She stripped down to her skivvies on multiple occasions, including the gay-pride celebration "Boys Boys Boys," in which she marched down the runway accompanied by a phalanx of similarly scantily clad male dancers. On "You and I," a power ballad from her forthcoming album Born This Way, she contorted herself to tickle the ivories quite impressively while standing atop her piano bench, if you can picture that.
The Monster Ball tour is structured as a four-part journey - through the City, the Subway, the Forest, and finally, to the Monster Ball. That's where "all the freaks and outsiders" don't have to worry about "where you come from or who you are. You can be whoever it is you want to be," because "the Monster Ball will set you free." It's the place where Gaga slays that many-tentacled undersea creature, and where she announces, "I want your ugly, I want your disease" while closing the show covered in tinfoil triangles and belting out her biggest (and best) song, "Bad Romance."
As mega-pop stars go, Gaga stands out because she's savvy enough to understand the appeal of imperfection. Sure, her show is a sexed-up, overorchestrated Busby Berkeley bonanza for the no-attention-span times. Isn't everybody's? And like so many extravaganzas too crammed with titillation, it's poorly paced, dull in stretches, and filled with too many recorded film bits inserted to make time for multiple costume and set changes.
But Gaga also strives to remind her fans that the human element is at work. Her headset microphone and a high- volume muddy sound mix sometimes made it hard to tell, but she made a point of assuring the audience that she doesn't lip-sync: "I, Lady Gaga . . . do promise to sing every note live at every single show," she vowed before "Speechless," which she sang in a rich, throaty voice.
In defending her recent use of raw meat as a dress material - sorry, folks, there was no filet mignon thong on display at the Wells Fargo - Gaga described herself with typical understatement as "the most judgment-free human being on the Earth." On Tuesday, she spoke out vociferously against the U.S. military's "don't ask, don't tell" policy, and most endearingly added, "If someday I don't stand for something, just shoot me."
Gaga has built her impassioned following by issuing an invitation to anybody and everybody who, like her, feels they were "never one of the cool kids at the party," while crediting the followers she calls her "little monsters" with "making me brave." Part of her appeal, too, is that she embraces the grotesque. The 24-year-old's music is rarely as intriguing as its visual presentation - though with only an album and a half under her belt, she has produced a notable number of catchy dance-pop hits.

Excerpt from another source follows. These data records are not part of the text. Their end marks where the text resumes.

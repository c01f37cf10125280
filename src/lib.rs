//! # qrsmith
//!
//! A Rust library for building the module matrix of small QR codes, from text
//! classification through Reed-Solomon error correction to data placement.
//!
//! ## Features
//!
//! - **Mode Selection**: Numeric, alphanumeric and byte encoding of the input text
//! - **Version Selection**: Smallest of versions 1-4 that fits the text at the chosen error correction level
//! - **Reed-Solomon Error Correction**: GF(256) arithmetic with generator polynomials built on demand
//! - **Module Matrix**: Finder, timing and alignment patterns with zig-zag data placement
//! - **Rendering**: In-memory grayscale image behind the `image` feature
//!
//! ## Quick Start
//!
//! ```rust
//! use qrsmith::{QRBuilder, Version};
//!
//! # fn main() -> Result<(), Box<dyn std::error::Error>> {
//! let qr = QRBuilder::new("HELLO WORLD").build()?;
//! assert_eq!(qr.version(), Version::V1);
//!
//! let grid = qr.to_grid();  // true is a dark module
//! assert!(grid[0][0]);
//! # Ok(())
//! # }
//! ```
//!
//! ### Step by step
//!
//! ```rust
//! use qrsmith::{
//!     assemble_final_codewords, build_module_matrix, build_padded_codeword_bits,
//!     compute_error_correction_codewords, determine_smallest_version, ECLevel,
//! };
//!
//! # fn main() -> Result<(), Box<dyn std::error::Error>> {
//! let text = "HELLO WORLD";
//! let version = determine_smallest_version(text, ECLevel::M)?;
//! let data = build_padded_codeword_bits(text, ECLevel::M)?;
//! let ecc = compute_error_correction_codewords(&data, version, ECLevel::M)?;
//! assert_eq!(ecc, [196, 35, 39, 119, 235, 215, 231, 226, 93, 23]);
//!
//! let codewords = assemble_final_codewords(data.data(), &ecc);
//! let qr = build_module_matrix(&codewords, version)?;
//! assert_eq!(qr.width(), 21);
//! # Ok(())
//! # }
//! ```
//!
//! ## Scope
//!
//! Only single block symbols are produced and format information is left
//! blank, so the matrix is unmasked. Kanji text is rejected.

#![allow(clippy::items_after_test_module)]

pub mod builder;
pub(crate) mod common;

pub use builder::{
    assemble_final_codewords, build_module_matrix, compute_error_correction_codewords, Module,
    ModuleMatrix, QRBuilder,
};
pub use common::bitstream::BitStream;
pub use common::capacity::{capacity_for, ec_codewords, CapacityEntry};
pub use common::codec::{
    build_bitstream, build_padded_codeword_bits, determine_smallest_version, encode_with_version,
    select_mode, Mode,
};
pub use common::error::{ErrorKind, QRError, QRResult};
pub use common::metadata::{Color, ECLevel, Version};
use std::fmt::{Display, Error, Formatter};

// Bit stream
//------------------------------------------------------------------------------

#[derive(Debug, Clone, PartialEq, Eq)]
pub struct BitStream {
    data: Vec<u8>,
    // Bit length
    len: usize,
    // Max bit capacity
    capacity: usize,
}

impl BitStream {
    pub fn new(capacity: usize) -> Self {
        Self { data: Vec::with_capacity(capacity.div_ceil(8)), len: 0, capacity }
    }

    pub fn len(&self) -> usize {
        self.len
    }

    pub fn is_empty(&self) -> bool {
        self.len == 0
    }

    pub fn capacity(&self) -> usize {
        self.capacity
    }

    // Packed bytes; the last byte is zero filled when the length is unaligned
    pub fn data(&self) -> &[u8] {
        &self.data
    }

    pub fn get(&self, index: usize) -> Option<bool> {
        (index < self.len).then(|| self.data[index >> 3] & (0b10000000 >> (index & 7)) != 0)
    }

    pub fn push_bits(&mut self, bits: u16, size: usize) {
        debug_assert!(size <= 16, "Bit count shouldn't exceed 16: Size {size}");
        debug_assert!(
            size >= (16 - bits.leading_zeros()) as usize,
            "Bit count shouldn't exceed bit length: Length {size}, Bits {bits}"
        );
        debug_assert!(
            self.len + size <= self.capacity,
            "Insufficient capacity: Capacity {}, Size {}",
            self.capacity,
            self.len + size
        );

        for i in (0..size).rev() {
            self.push((bits >> i) & 1 == 1);
        }
    }

    pub fn push(&mut self, bit: bool) {
        debug_assert!(
            self.len < self.capacity,
            "Insufficient capacity: Capacity {}, Size {}",
            self.capacity,
            self.len + 1
        );

        let offset = self.len & 7;
        if offset == 0 {
            self.data.push(0);
        }
        if bit {
            let pos = self.len >> 3;
            self.data[pos] |= 0b10000000 >> offset;
        }

        self.len += 1;
    }

    pub fn extend(&mut self, other: &BitStream) {
        other.iter().for_each(|b| self.push(b));
    }

    pub fn iter(&self) -> impl Iterator<Item = bool> + '_ {
        (0..self.len).map(|i| self.data[i >> 3] & (0b10000000 >> (i & 7)) != 0)
    }
}

impl From<&[u8]> for BitStream {
    fn from(bytes: &[u8]) -> Self {
        let len = bytes.len() << 3;
        Self { data: bytes.to_vec(), len, capacity: len }
    }
}

impl Display for BitStream {
    fn fmt(&self, f: &mut Formatter) -> Result<(), Error> {
        self.iter().try_for_each(|b| f.write_str(if b { "1" } else { "0" }))
    }
}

But Gaga rarely coos sweetly. Instead, she puts forth a Gaga gestalt that's "SexyUgly," as one neon sign brightly put it during the opening City segment. Many of the film clips between songs make her appear deformed or unpretty in the extreme, which could also be said for the big-shouldered, futuristic ensembles she dons, before she discards them to reveal a hard body ready for battle.
The Monster Ball tour means to explore the dark side of fame, but its star nakedly craves adoration while pointing out its perils. Toward the end of the show, Gaga compared herself to Tinker Bell, and demanded applause to be brought back to life. And in a bellicose roar, she asked her "little monsters" a crucial question: "Do you think I'm sexy?"
Rest assured, she got the answer she wanted.